While Teva has not divulged the magnitude of the shipments, Robert Uhl, an analyst with Friedman, Billings, Ramsey, estimated that, between Friday and Monday when he believes the copycat versions were halted, Teva shipped $150 million worth of generic pantoprazole, whose patent was exclusively licensed to Wyeth by Altana, the firm recently acquired by Nycomed.
The FDA had approved the generic in August. In September a district court denied Wyeth's motion for a preliminary injunction that would have stopped the generic. Wyeth did not have a strong patent case, the court stated.
In another patent threat, Sun Pharmaceuticals is seeking to market an alternative formulation of Wyeth's best-selling drug, the antidepressant Effexor XR. The Indian company wants to sell a tablet version, as opposed to the currently marketed capsule form, in an effort to skirt Wyeth's patent rights. Exclusivity for the active ingredient in Effexor, venlafaxine, is set to expire in June 2008, while patent protection for the extended-release capsule formulation expires later.
Wyeth already has told Sun it won't sue for patent infringement. Total Effexor sales are on pace to exceed $3.7 billion this year, according to the Associated Press.
Meanwhile, Wyeth's efforts to bring new products to market hit another snag, as the FDA issued an approvable letter for Viviant (bazedoxifene), the second one issued this year for the pipeline drug, which Wyeth has filed for treating postmenopausal osteoporosis.

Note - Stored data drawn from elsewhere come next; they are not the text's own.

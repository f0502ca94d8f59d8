//! 回复合成：把 respond 步骤依赖的结果写成自然语言
//!
//! 配置了模型时请模型基于依据作答；模型失败或返回空文本时使用确定性模板。

use std::sync::Arc;

use serde_json::Value;

use crate::cognition::grounding::{describe_value, Evidence};
use crate::cognition::reasoning::ReasoningFrame;
use crate::llm::LlmClient;
use crate::memory::Message;
use crate::plan::{Goal, Plan, StepKind, Trace};

/// 合成 system prompt 的开头
pub const SYNTHESIZER_MARKER: &str = "You are the response module of Jarvis";

const SYNTHESIZER_RULES: &str = "Answer the user's goal using only the facts listed under \"## Evidence\". \
Do not invent numbers, names or events. Keep it short and conversational. \
If the evidence is empty or insufficient, say so plainly. \
When \"## Reasoning steps\" are given, follow them but do not mention them.";

const GREETINGS: &[&str] = &["hello", "hi", "hey", "你好", "嗨", "good morning", "good evening"];

#[derive(Default)]
pub struct Synthesizer {
    llm: Option<Arc<dyn LlmClient>>,
}

impl Synthesizer {
    /// 仅使用模板
    pub fn template() -> Self {
        Self { llm: None }
    }

    pub fn with_model(llm: Arc<dyn LlmClient>) -> Self {
        Self { llm: Some(llm) }
    }

    pub async fn synthesize(&self, goal: &Goal, plan: &Plan, trace: &Trace) -> String {
        if let Some(llm) = &self.llm {
            let evidence = Evidence::collect(goal, plan, trace);
            let mut user = format!("## Goal\n{}\n\n## Evidence\n{}", goal.utterance(), evidence.render());
            if let Some(frame) = ReasoningFrame::for_goal(goal.utterance()) {
                user.push_str(&format!("\n\n## Reasoning steps\n{}", frame.render()));
            }
            let messages = vec![
                Message::system(format!("{SYNTHESIZER_MARKER}. {SYNTHESIZER_RULES}")),
                Message::user(user),
            ];
            match llm.complete(&messages).await {
                Ok(text) if !text.trim().is_empty() => return text.trim().to_string(),
                Ok(_) => tracing::warn!(goal_id = %goal.id(), "empty synthesis, using template"),
                Err(e) => tracing::warn!(goal_id = %goal.id(), error = %e, "synthesis model failed, using template"),
            }
        }
        template_response(goal, plan, trace)
    }
}

/// 模板回复：respond 步骤的每个成功依赖一行
pub fn template_response(goal: &Goal, plan: &Plan, trace: &Trace) -> String {
    let deps: Vec<&str> = plan
        .respond_step()
        .map(|r| r.depends_on.iter().map(String::as_str).collect())
        .unwrap_or_default();

    let mut lines = Vec::new();
    for dep in deps {
        let (Some(step), Some(result)) = (plan.step(dep), trace.get(dep)) else {
            continue;
        };
        if !result.is_success() {
            continue;
        }
        match step.kind {
            StepKind::Retrieve => lines.extend(describe_passages(&result.output)),
            _ => lines.push(format!("{}: {}", step.label(), describe_value(&result.output))),
        }
    }

    if lines.is_empty() {
        let utterance = goal.utterance().trim();
        let lower = utterance.to_lowercase();
        if GREETINGS.iter().any(|g| lower.starts_with(g)) {
            return "Hello! How can I help you?".to_string();
        }
        return format!("I don't know how to help with \"{utterance}\" yet.");
    }
    lines.join("\n")
}

fn describe_passages(output: &Value) -> Vec<String> {
    let query = output.get("query").and_then(|q| q.as_str()).unwrap_or("");
    let passages = output
        .get("passages")
        .and_then(|p| p.as_array())
        .cloned()
        .unwrap_or_default();
    if passages.is_empty() {
        return vec![format!("retrieve: no passages for {query}")];
    }
    passages
        .iter()
        .map(|p| {
            format!(
                "From {}: {}",
                p.get("source").and_then(|s| s.as_str()).unwrap_or("knowledge"),
                p.get("text").and_then(|t| t.as_str()).unwrap_or("")
            )
        })
        .collect()
}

The FDA said several questions identified in its initial review of the drug were not fully resolved by Wyeth in its response to the first approvable letter, issued in April. The agency did not request any new studies, however.
Wyeth had sought to combine Viviant with estrogen in a pill for treating hot flashes, Aprela. The Viviant setback followed multiple FDA decisions to delay approval for two different versions of Effexor, for treating menopausal hot flashes and depression.